Two lines in the listing below mark the span: one contains "filename apps/rust-toolchain-action/src/rustup/mod.rs" and one contains "- Process execution". Reproduce both of them and everything between, exactly.

# Extracted data:
○ ○ ○

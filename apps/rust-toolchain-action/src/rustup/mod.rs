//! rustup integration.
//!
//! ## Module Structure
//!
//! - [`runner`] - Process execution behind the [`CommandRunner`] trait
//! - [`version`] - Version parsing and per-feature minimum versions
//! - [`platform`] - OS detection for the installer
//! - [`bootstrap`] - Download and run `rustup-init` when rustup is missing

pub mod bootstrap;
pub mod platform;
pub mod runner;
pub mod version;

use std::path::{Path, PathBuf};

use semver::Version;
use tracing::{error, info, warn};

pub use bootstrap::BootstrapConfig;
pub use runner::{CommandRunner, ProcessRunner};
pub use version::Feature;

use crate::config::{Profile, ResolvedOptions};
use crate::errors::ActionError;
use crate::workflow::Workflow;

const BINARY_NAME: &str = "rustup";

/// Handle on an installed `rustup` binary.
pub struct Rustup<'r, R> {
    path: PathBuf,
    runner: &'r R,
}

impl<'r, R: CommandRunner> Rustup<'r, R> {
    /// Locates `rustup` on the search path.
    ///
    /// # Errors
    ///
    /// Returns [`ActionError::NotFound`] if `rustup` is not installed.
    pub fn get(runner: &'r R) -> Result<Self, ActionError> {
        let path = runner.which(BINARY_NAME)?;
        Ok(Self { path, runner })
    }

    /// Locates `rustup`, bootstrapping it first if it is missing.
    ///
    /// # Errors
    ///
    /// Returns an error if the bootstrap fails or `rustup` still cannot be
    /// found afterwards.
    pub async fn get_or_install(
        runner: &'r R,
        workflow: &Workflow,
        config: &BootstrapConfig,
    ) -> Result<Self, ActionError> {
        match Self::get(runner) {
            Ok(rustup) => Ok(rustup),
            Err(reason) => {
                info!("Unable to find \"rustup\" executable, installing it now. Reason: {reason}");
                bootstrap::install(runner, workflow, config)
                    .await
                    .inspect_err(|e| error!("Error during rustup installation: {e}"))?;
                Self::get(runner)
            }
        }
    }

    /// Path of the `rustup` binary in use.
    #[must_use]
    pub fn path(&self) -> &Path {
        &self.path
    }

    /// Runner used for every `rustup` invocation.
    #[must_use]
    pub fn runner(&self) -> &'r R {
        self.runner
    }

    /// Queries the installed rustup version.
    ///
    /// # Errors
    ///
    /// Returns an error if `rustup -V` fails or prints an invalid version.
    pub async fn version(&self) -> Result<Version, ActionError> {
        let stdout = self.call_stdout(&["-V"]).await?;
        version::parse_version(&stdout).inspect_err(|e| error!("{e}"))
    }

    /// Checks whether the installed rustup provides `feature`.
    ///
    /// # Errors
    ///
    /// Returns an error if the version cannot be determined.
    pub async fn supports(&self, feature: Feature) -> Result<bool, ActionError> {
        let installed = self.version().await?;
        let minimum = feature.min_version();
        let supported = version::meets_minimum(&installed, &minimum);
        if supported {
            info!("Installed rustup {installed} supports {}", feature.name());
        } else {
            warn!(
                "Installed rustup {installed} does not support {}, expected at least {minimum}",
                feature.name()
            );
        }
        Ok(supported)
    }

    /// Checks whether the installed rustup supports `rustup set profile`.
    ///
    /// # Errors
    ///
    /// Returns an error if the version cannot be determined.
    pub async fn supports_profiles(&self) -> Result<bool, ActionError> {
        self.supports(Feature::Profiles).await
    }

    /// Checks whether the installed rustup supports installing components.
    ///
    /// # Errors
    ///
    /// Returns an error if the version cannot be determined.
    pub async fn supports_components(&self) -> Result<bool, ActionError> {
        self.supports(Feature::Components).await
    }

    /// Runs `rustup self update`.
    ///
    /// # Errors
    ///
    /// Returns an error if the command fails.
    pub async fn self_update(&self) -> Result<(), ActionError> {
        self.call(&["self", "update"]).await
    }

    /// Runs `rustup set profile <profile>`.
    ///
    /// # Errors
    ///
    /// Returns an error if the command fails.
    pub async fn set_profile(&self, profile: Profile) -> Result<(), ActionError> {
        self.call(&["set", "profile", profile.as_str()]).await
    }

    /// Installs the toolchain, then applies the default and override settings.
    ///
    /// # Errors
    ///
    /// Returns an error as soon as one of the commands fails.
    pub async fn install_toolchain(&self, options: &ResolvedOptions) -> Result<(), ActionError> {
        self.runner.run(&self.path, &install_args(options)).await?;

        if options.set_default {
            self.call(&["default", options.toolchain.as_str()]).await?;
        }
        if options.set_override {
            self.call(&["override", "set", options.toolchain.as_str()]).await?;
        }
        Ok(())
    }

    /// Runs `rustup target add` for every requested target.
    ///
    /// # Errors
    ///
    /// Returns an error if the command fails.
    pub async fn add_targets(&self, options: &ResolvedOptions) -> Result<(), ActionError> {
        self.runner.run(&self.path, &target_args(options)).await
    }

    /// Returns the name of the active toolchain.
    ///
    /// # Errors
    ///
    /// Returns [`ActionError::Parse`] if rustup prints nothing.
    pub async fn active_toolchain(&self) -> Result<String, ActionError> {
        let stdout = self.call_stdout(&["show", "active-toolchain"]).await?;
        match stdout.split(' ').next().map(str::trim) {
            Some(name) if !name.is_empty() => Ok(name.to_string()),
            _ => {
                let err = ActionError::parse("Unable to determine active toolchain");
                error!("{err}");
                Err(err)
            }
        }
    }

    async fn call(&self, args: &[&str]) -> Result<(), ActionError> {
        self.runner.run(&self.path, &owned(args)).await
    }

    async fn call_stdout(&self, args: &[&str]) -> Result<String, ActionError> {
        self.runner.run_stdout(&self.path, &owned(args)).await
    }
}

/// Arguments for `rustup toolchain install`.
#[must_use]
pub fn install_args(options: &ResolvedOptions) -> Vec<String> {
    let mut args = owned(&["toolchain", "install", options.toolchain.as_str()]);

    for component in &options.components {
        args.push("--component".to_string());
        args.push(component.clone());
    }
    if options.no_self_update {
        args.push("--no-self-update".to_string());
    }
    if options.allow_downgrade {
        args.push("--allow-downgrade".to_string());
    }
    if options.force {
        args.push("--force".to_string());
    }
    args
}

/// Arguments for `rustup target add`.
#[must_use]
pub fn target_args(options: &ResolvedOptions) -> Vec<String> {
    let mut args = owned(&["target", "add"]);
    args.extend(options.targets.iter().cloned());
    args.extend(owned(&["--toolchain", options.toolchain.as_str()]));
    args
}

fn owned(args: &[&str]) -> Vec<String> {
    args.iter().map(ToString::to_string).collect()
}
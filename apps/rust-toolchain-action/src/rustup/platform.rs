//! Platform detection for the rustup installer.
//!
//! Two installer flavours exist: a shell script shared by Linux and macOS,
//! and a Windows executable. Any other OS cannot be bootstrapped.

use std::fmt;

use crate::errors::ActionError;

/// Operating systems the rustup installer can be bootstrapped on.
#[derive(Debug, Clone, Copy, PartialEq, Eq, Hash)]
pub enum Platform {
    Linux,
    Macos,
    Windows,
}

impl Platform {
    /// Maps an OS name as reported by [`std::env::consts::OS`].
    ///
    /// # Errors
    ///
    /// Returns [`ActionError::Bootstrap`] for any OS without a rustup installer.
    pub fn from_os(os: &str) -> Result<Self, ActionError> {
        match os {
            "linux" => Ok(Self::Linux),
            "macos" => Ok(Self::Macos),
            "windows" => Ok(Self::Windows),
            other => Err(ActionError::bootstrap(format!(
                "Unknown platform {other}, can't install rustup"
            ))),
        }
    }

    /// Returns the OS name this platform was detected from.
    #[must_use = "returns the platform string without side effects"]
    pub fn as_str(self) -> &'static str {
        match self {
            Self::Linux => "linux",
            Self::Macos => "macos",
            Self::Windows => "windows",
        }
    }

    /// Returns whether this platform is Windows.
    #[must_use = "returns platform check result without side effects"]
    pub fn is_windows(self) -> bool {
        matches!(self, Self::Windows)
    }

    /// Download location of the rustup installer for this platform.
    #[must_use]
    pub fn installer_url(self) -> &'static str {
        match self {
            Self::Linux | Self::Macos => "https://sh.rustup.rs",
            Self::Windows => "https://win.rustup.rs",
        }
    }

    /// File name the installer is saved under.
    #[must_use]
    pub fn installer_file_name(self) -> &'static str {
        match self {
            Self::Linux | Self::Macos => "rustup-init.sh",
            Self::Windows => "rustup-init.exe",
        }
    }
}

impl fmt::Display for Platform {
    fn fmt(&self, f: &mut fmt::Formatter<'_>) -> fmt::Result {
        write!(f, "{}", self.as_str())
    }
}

○ ○ ○

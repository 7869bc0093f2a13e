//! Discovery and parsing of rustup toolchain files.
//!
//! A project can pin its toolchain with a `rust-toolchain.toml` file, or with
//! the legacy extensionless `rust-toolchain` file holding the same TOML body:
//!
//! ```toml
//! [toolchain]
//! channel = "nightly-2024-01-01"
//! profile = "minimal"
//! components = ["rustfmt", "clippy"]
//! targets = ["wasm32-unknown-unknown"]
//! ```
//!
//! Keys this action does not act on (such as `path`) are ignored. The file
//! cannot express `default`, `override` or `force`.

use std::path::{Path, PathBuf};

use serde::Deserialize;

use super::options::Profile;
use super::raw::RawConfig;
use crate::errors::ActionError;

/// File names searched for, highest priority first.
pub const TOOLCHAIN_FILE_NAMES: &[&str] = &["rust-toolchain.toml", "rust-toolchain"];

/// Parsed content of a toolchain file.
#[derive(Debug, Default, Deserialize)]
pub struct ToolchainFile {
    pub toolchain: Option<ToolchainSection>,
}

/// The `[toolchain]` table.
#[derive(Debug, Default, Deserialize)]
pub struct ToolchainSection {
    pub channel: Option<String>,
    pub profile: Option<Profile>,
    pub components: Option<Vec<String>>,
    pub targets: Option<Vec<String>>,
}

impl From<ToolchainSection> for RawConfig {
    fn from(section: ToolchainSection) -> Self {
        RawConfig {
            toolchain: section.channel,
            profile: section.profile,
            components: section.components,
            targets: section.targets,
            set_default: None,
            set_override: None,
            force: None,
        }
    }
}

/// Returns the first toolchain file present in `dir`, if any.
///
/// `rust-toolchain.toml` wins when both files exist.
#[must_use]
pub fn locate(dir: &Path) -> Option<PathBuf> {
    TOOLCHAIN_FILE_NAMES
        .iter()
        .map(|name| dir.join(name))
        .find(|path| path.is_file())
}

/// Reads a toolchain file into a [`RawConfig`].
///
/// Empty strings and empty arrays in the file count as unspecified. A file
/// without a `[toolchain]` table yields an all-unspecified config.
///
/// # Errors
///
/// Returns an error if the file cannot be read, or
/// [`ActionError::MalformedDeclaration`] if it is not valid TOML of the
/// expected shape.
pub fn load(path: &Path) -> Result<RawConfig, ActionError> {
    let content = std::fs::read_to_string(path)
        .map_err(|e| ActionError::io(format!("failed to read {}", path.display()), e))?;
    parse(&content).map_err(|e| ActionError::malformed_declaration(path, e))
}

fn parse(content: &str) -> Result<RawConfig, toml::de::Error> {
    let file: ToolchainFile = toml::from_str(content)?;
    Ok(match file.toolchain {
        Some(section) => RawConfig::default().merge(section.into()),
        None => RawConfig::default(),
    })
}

○ ○ ○

# Written response:
filename apps/rust-toolchain-action/src/rustup/mod.rs
//! rustup integration.
//!
//! ## Module Structure
//!
//! - [`runner`] - Process execution behind the [`CommandRunner`] trait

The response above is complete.